Hi
When I use normalize in the off line processing the values are -10 and -23.
Are these default values OK to use for each track in respect of mixing ?
I’m wondering how Steinberg came up with those values as a default.
As far as I can see the values get stored in the preference files when you quit Cubase. So whatever value you used last is going to be recalled. That makes it easy to change values to something of your liking quickly.
Hi,
Direct Offline Process always allows you to use the last settings (thats its goal). So once you setup your Maximum peak Level to -10.00 dB, it will offer this value next time.
The default Maximum peak Level value is -3.00 dB.

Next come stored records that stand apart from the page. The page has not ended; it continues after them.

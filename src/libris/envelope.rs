//! The uniform `{success, data, error}` wire wrapper.
//!
//! Inside the crate every operation returns a [`Result`]; the envelope only
//! exists at the edges: the HTTP backend decodes it, and the CLI's `--json`
//! output encodes it.

use crate::error::{LibrisError, Result};
use serde::{Deserialize, Serialize};

#[derive(Debug, Clone, PartialEq, Serialize, Deserialize)]
pub struct Envelope<T> {
    pub success: bool,
    pub data: Option<T>,
    #[serde(default)]
    pub error: Option<String>,
}

impl<T> Envelope<T> {
    pub fn ok(data: T) -> Self {
        Self {
            success: true,
            data: Some(data),
            error: None,
        }
    }

    pub fn failure(message: impl Into<String>) -> Self {
        Self {
            success: false,
            data: None,
            error: Some(message.into()),
        }
    }

    /// Collapse the two failure channels (`success: false` and a missing
    /// payload) into one typed error.
    pub fn into_result(self) -> Result<T> {
        if !self.success {
            let message = self.error.unwrap_or_else(|| "Request failed".to_string());
            return Err(LibrisError::from_remote_message(&message));
        }
        self.data
            .ok_or_else(|| LibrisError::Network("response carried no data".to_string()))
    }
}

impl<T> From<Result<T>> for Envelope<T> {
    fn from(result: Result<T>) -> Self {
        match result {
            Ok(data) => Envelope::ok(data),
            Err(err) => Envelope::failure(err.to_string()),
        }
    }
}

#[cfg(test)]
mod tests {
    use super::*;
    use crate::model::{Ack, EntityKind};

    #[test]
    fn success_envelope_yields_data() {
        let env: Envelope<Ack> =
            serde_json::from_str(r#"{"success":true,"data":{"success":true}}"#).unwrap();
        assert_eq!(env.into_result().unwrap(), Ack::ok());
    }

    #[test]
    fn failure_envelope_yields_typed_error() {
        let env: Envelope<Ack> =
            serde_json::from_str(r#"{"success":false,"data":null,"error":"Author not found"}"#)
                .unwrap();
        assert!(matches!(
            env.into_result(),
            Err(LibrisError::NotFound(EntityKind::Author))
        ));
    }

    #[test]
    fn success_without_data_is_an_error() {
        let env: Envelope<Ack> = serde_json::from_str(r#"{"success":true}"#).unwrap();
        assert!(matches!(env.into_result(), Err(LibrisError::Network(_))));
    }

    #[test]
    fn result_encodes_to_envelope() {
        let failed: Envelope<Ack> = Err(LibrisError::InvalidToken).into();
        let json = serde_json::to_value(&failed).unwrap();
        assert_eq!(
            json,
            serde_json::json!({"success": false, "data": null, "error": "Invalid token"})
        );
    }
}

Those default values are imho sensible choices. For transient heavy signals (like percussion or drums), you can peak normalize to -10dbFS, which leaves some headroom for further processing, for loudness normalization the value -23dB LUFS is the recommendation of the EBU R128 standard.
Thanks, I’m thinking it’s easier for me to use at those defaults than start messing around.
Hi Martin, If the default is -3 peak how come when i first use the normalize it’s -10 ?
You’ve been using Cubase for a few years now, haven’t you? There is a chance that you went to this dialog and entered this value yourself at some time in the past, possibly just trying out something.
Yes. But not really knowing what I’m doing has led to different mixing because of different values. It’s more of a time constraint as well. Actualy sitting down for a good period of time to learn things when your trying to write stuff before you forget. So in the future -10 and -23 it is.